We have a piece of software that makes some requests and opens a pair of UDP sockets. Those sockets are authenticated by a janky homegrown protocol (literally called the Janky Session Protocol). This relies on a HLO (hello) message that the server replies to with a hashed token. The client then sends back a LGN (login) with that same token and a salt agreed on earlier. If it matches, the session begins. But it has to match for the entire socket--if I HLO on ephemeral port A and LGN on ephemeral port B, that's a no-go.
The server has a CNAME DNS record pointed at a load balancer, which has 3 IPs backing it. Of course different connections could get any of those records depending on if they re-look-up the DNS entry each time or not.
All of this is setup and, while janky, mostly works.
Now the WTF.
On macs, the default DNS resolution in NodeJS is to do the lookup once and then cache it at the os level, meaning the client always gets the same remote IP and is happy for the duration of the connection.
On linux, the default DNS resolution in NodeJS is to do the lookup each and every time a connection attempt is made. Which makes some sense--that's why load balancers exist. But for UDP and sockets, this makes for bad things--it will always get a different IP for each part of the connection.

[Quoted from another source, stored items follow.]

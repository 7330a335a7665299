//! Integration tests for installation records

#[cfg(test)]
mod tests {
    use apkm_errors::{Error, InstallError, NetworkError, StorageError};
    use apkm_state::*;
    use apkm_types::{IconReplacement, PatchOptions, Uuid};
    use chrono::{Duration as ChronoDuration, Utc};
    use std::time::Duration;
    use tempfile::TempDir;

    fn record(error: Option<RecordedError>) -> InstallRecord {
        InstallRecord::new(
            Uuid::new_v4(),
            Utc::now(),
            Duration::from_millis(1234),
            PatchOptions {
                icon_replacement: IconReplacement::CustomImage {
                    image_bytes: vec![1, 2, 3],
                },
                ..PatchOptions::default()
            },
            "- [Prepare] Fetch release info: Success in 3ms\n",
            error,
        )
    }

    #[tokio::test]
    async fn test_json_store_round_trip() {
        let dir = TempDir::new().unwrap();
        let store = JsonInstallLogStore::new(dir.path().join("logs"));

        let failed = record(Some(RecordedError::from_error(&Error::from(
            StorageError::InsufficientStorage {
                path: "device".to_string(),
            },
        ))));
        store.store_install_data(failed.clone()).await.unwrap();

        assert!(dir
            .path()
            .join("logs")
            .join(format!("{}.json", failed.id))
            .exists());

        let loaded = store.get(failed.id).await.unwrap().unwrap();
        assert_eq!(loaded, failed);
        assert_eq!(loaded.duration(), Duration::from_millis(1234));
        let error = loaded.error.unwrap();
        assert!(error.insufficient_storage);
        assert!(!error.aborted);
        assert_eq!(error.code.as_deref(), Some("storage.insufficient_storage"));
    }

    #[tokio::test]
    async fn test_json_store_list_and_clear() {
        let dir = TempDir::new().unwrap();
        let store = JsonInstallLogStore::new(dir.path());

        let mut older = record(None);
        older.started_at = Utc::now() - ChronoDuration::hours(1);
        let newer = record(None);
        store.store_install_data(older.clone()).await.unwrap();
        store.store_install_data(newer.clone()).await.unwrap();
        tokio::fs::write(dir.path().join("broken.json"), b"{").await.unwrap();
        tokio::fs::write(dir.path().join("notes.txt"), b"keep").await.unwrap();

        let ids: Vec<_> = store.list().await.unwrap().iter().map(|r| r.id).collect();
        assert_eq!(ids, vec![newer.id, older.id]);

        store.delete_all().await.unwrap();
        assert!(store.list().await.unwrap().is_empty());
        assert!(dir.path().join("notes.txt").exists());
    }

    #[tokio::test]
    async fn test_json_store_missing_dir() {
        let dir = TempDir::new().unwrap();
        let store = JsonInstallLogStore::new(dir.path().join("absent"));
        assert!(store.list().await.unwrap().is_empty());
        assert!(store.get(Uuid::new_v4()).await.unwrap().is_none());
        store.delete_all().await.unwrap();
    }

    #[tokio::test]
    async fn test_memory_store() {
        let store = MemoryInstallLogStore::new();
        assert!(store.is_empty().await);

        let rec = record(Some(RecordedError::aborted(
            "Installation was aborted or cancelled",
        )));
        store.store_install_data(rec.clone()).await.unwrap();
        assert_eq!(store.len().await, 1);
        assert_eq!(store.get(rec.id).await.unwrap(), Some(rec));

        store.delete_all().await.unwrap();
        assert!(store.is_empty().await);
    }

    #[test]
    fn test_recorded_error_flags() {
        let cancelled = RecordedError::from_error(&Error::from(InstallError::Cancelled));
        assert!(cancelled.aborted);
        assert!(!cancelled.insufficient_storage);

        let network =
            RecordedError::from_error(&Error::from(NetworkError::DownloadFailed("reset".into())));
        assert!(!network.aborted);
        assert!(network.message.contains("reset"));

        let env = MemoryInstallLogStore::new().environment_info();
        assert_eq!(env.os, std::env::consts::OS);
    }
}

As a result, when we're testing the thing even dockerized, it will always succeed on our developer machines and always fail when run from a linux-based EC2 instance. With extremely unhelpful error messages. I didn't notice it until I actually did a
tcpdump
on the traffic and noticed that the remote IPs were changing (and thus the sockets weren't the same).And no, there's no toggle. You have to manually do the lookup and force the connection to use the same IP (basically override the DNS name and do the connection to a specific IP, resolved once manually before you start the socket.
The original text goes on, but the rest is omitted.